Fantom is a Directed Acyclic Graph (DAG) based Smart Contract platform. The market cap is $1,114,552,586 and the 24h volume is $156,471,170.
Fantom blockchain consensus is achieved via Lachesis. Investors can leverage their crypto via staking or delegating. Currently there are 2 options to earn passive income and staking rewards with your Fantom investment as outlined below.
Run a Validator Node
- How to stake Fantom?
Staking on Fantom is easy to begin with and simply requires a simple transaction inside the official Fantom Wallet.
For a tutorial on how to use the Fantom Wallet for staking please check the links at the bottom of this page.
- How much can i earn staking Fantom?
The individual reward depends on the Total Staked %.
Transactions are packaged into event blocks. In order for event blocks to achieve finality, event blocks are passed between validators nodes that represent at least 2/3rds of the total validating power of the network. A validator’s total validating power is primarily determine by the number of tokens staked and delegated to it. A validator earns rewards each epoch for each event block signed according to it’s validating power.
Each second 16.48 FTM is accrued and being distributed between validators each epoch across validators that have signed event blocks.
By delegating you can increase the share of your validator proportionally to the balance of your account. He will receive rewards accordingly and share them with you after taking the commission.
In our Staking Calculator you can play with the above mentioned metrics to understand the dynamics and create all kinds of reward scenarios.
- What are the requirements for staking Fantom?

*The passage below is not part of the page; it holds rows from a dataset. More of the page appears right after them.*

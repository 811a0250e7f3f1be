use std::fmt::Display;
use std::str::FromStr;

use serde::{Deserialize, Serialize};

use crate::error::RunnerError;

#[derive(Clone, Copy, Debug, Default, PartialEq, Eq, Serialize, Deserialize)]
#[serde(rename_all = "lowercase")]
pub enum Codec {
    #[default]
    H264,
    HEVC,
    AV1,
}

impl Codec {
    /// Value passed to `-c:v`.
    pub fn encoder_library(&self) -> &'static str {
        match self {
            Codec::H264 => "libx264",
            Codec::HEVC => "libx265",
            Codec::AV1 => "libsvtav1",
        }
    }
}

impl FromStr for Codec {
    type Err = RunnerError;

    fn from_str(s: &str) -> Result<Self, Self::Err> {
        match s.to_lowercase().as_str() {
            "h264" | "x264" => Ok(Codec::H264),
            "hevc" | "h265" | "x265" => Ok(Codec::HEVC),
            "av1" => Ok(Codec::AV1),
            _ => Err(RunnerError::UnknownOption { kind: "codec", value: String::from(s) }),
        }
    }
}

impl Display for Codec {
    fn fmt(&self, f: &mut std::fmt::Formatter<'_>) -> std::fmt::Result {
        write!(f, "{}", format!("{:?}", self).to_lowercase())
    }
}

#[cfg(test)]
mod tests {
    use super::*;

    #[test]
    fn test_display() {
        assert_eq!(format!("{}", Codec::AV1), "av1");
        assert_eq!(format!("{}", Codec::HEVC), "hevc");
        assert_eq!(format!("{}", Codec::H264), "h264");
    }

    #[test]
    fn test_from_str() {
        assert_eq!("HEVC".parse::<Codec>().unwrap(), Codec::HEVC);
        assert_eq!("x264".parse::<Codec>().unwrap(), Codec::H264);
        assert!("vp9".parse::<Codec>().is_err());
    }
}
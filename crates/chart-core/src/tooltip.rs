// File: crates/chart-core/src/tooltip.rs
// Summary: Two-state hover tooltip: content, placement, fade timing and the page script.

use crate::chart::MarkerMeta;
use crate::geometry::{Num, Point};
use crate::svg::escape;

/// Panel offset from the pointer.
pub const OFFSET_X: f64 = 10.0;
pub const OFFSET_Y: f64 = -38.0;
/// Opacity of the panel once faded in.
pub const VISIBLE_OPACITY: f64 = 0.9;
/// Fade duration for both transitions.
pub const TRANSITION_MS: u32 = 150;

#[derive(Clone, Copy, Debug, PartialEq, Eq)]
pub enum TooltipState {
    Hidden,
    Visible,
}

/// Everything the host needs to draw the panel.
#[derive(Clone, Debug, PartialEq)]
pub struct TooltipView {
    pub state: TooltipState,
    pub html: String,
    pub position: Point,
    /// Year of the last hovered marker, mirrored on the panel as `data-year`.
    pub year: Option<i32>,
    /// Opacity the fade ends at.
    pub opacity: f64,
    pub transition_ms: u32,
    /// Whether the panel is displayed once the fade completes.
    pub displayed: bool,
}

/// The single tooltip panel. Hover events arrive one at a time, so the last
/// marker entered decides what is shown.
#[derive(Clone, Debug, PartialEq)]
pub struct Tooltip {
    view: TooltipView,
}

impl Tooltip {
    pub fn new() -> Self {
        Self {
            view: TooltipView {
                state: TooltipState::Hidden,
                html: String::new(),
                position: Point::default(),
                year: None,
                opacity: 0.0,
                transition_ms: 0,
                displayed: false,
            },
        }
    }

    pub fn state(&self) -> TooltipState {
        self.view.state
    }

    pub fn view(&self) -> &TooltipView {
        &self.view
    }

    /// Pointer entered a marker: fill from its metadata and fade in near the pointer.
    pub fn on_pointer_enter(&mut self, meta: &MarkerMeta, pointer: Point) -> &TooltipView {
        self.view = TooltipView {
            state: TooltipState::Visible,
            html: content(meta),
            position: pointer.offset(OFFSET_X, OFFSET_Y),
            year: Some(meta.year),
            opacity: VISIBLE_OPACITY,
            transition_ms: TRANSITION_MS,
            displayed: true,
        };
        &self.view
    }

    /// Pointer left the marker: fade out, then stop displaying. Content is kept.
    pub fn on_pointer_exit(&mut self) -> &TooltipView {
        self.view.state = TooltipState::Hidden;
        self.view.opacity = 0.0;
        self.view.transition_ms = TRANSITION_MS;
        self.view.displayed = false;
        &self.view
    }

    /// Inline CSS for the panel in its current state.
    pub fn style(&self) -> String {
        let v = &self.view;
        let display = if v.displayed { "block" } else { "none" };
        match v.state {
            TooltipState::Hidden if v.html.is_empty() => {
                format!("opacity: {}; display: {}", Num(v.opacity), display)
            }
            _ => format!(
                "left: {}px; top: {}px; opacity: {}; display: {}",
                Num(v.position.x),
                Num(v.position.y),
                Num(v.opacity),
                display
            ),
        }
    }
}

impl Default for Tooltip {
    fn default() -> Self {
        Self::new()
    }
}

/// Panel HTML for one marker. The allegation line appears only when the
/// record has one.
pub fn content(meta: &MarkerMeta) -> String {
    let mut html = format!(
        "<h3>{}, {}</h3><b>Year</b>: {}<br><b>Time</b>: {}",
        escape(&meta.name),
        escape(&meta.nationality),
        meta.year,
        escape(&meta.clock),
    );
    if !meta.doping.is_empty() {
        html.push_str("<br/><br/>");
        html.push_str(&escape(&meta.doping));
    }
    html
}

/// Browser-side wiring of the same transitions, reading the content prepared
/// in each marker's `data-tooltip` attribute.
pub fn script() -> String {
    format!(
        r##"(function () {{
  var tooltip = document.getElementById("tooltip");
  var hideTimer = null;
  document.querySelectorAll("#graph circle.dot").forEach(function (dot) {{
    dot.addEventListener("mouseover", function (e) {{
      clearTimeout(hideTimer);
      tooltip.setAttribute("data-year", dot.getAttribute("data-xvalue"));
      tooltip.innerHTML = dot.getAttribute("data-tooltip");
      tooltip.style.left = (e.pageX + {dx}) + "px";
      tooltip.style.top = (e.pageY + {dy}) + "px";
      tooltip.style.display = "block";
      // flush styles so the fade starts from the hidden opacity
      void tooltip.offsetWidth;
      tooltip.style.opacity = "{opacity}";
    }});
    dot.addEventListener("mouseout", function () {{
      tooltip.style.opacity = "0";
      hideTimer = setTimeout(function () {{ tooltip.style.display = "none"; }}, {ms});
    }});
  }});
}})();
"##,
        dx = Num(OFFSET_X),
        dy = Num(OFFSET_Y),
        opacity = Num(VISIBLE_OPACITY),
        ms = TRANSITION_MS,
    )
}
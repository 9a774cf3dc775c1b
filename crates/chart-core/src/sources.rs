// File: crates/chart-core/src/sources.rs
// Summary: Unique reference links cited by the dataset.

use std::collections::HashSet;

use crate::record::NormalizedRecord;

/// Non-empty URLs in dataset order; the first occurrence of each wins.
pub fn unique_sources(records: &[NormalizedRecord]) -> Vec<&str> {
    let mut seen = HashSet::new();
    records
        .iter()
        .map(|r| r.url.as_str())
        .filter(|url| !url.is_empty() && seen.insert(*url))
        .collect()
}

If you are a validator node, it is running a suitable validator that maintains close to 100% up time, and can validator blocks fast. The user running the validator node will also need to maintain a minimum stake of 3,175,000 FTM.
If you are delegating to a validator node, you need maintain a stake of at least 1 FTM.
- Is there a risk to stake Fantom?
There are few risks. If you are running your own validating node, you need to ensure it is always online validating blocks, otherwise you will earn rewards. You also need to make sure it does not attempt to fork or double-sign transactions, as that could have it labelled as a cheater (with slashes your stake and reduces your rewards).
If you are delegating, you need to ensure the validator node you are delegate to is trustworthly. Although a validator cannot steal your staked tokens, if the validator is found to be a cheater, your stake is also at risk.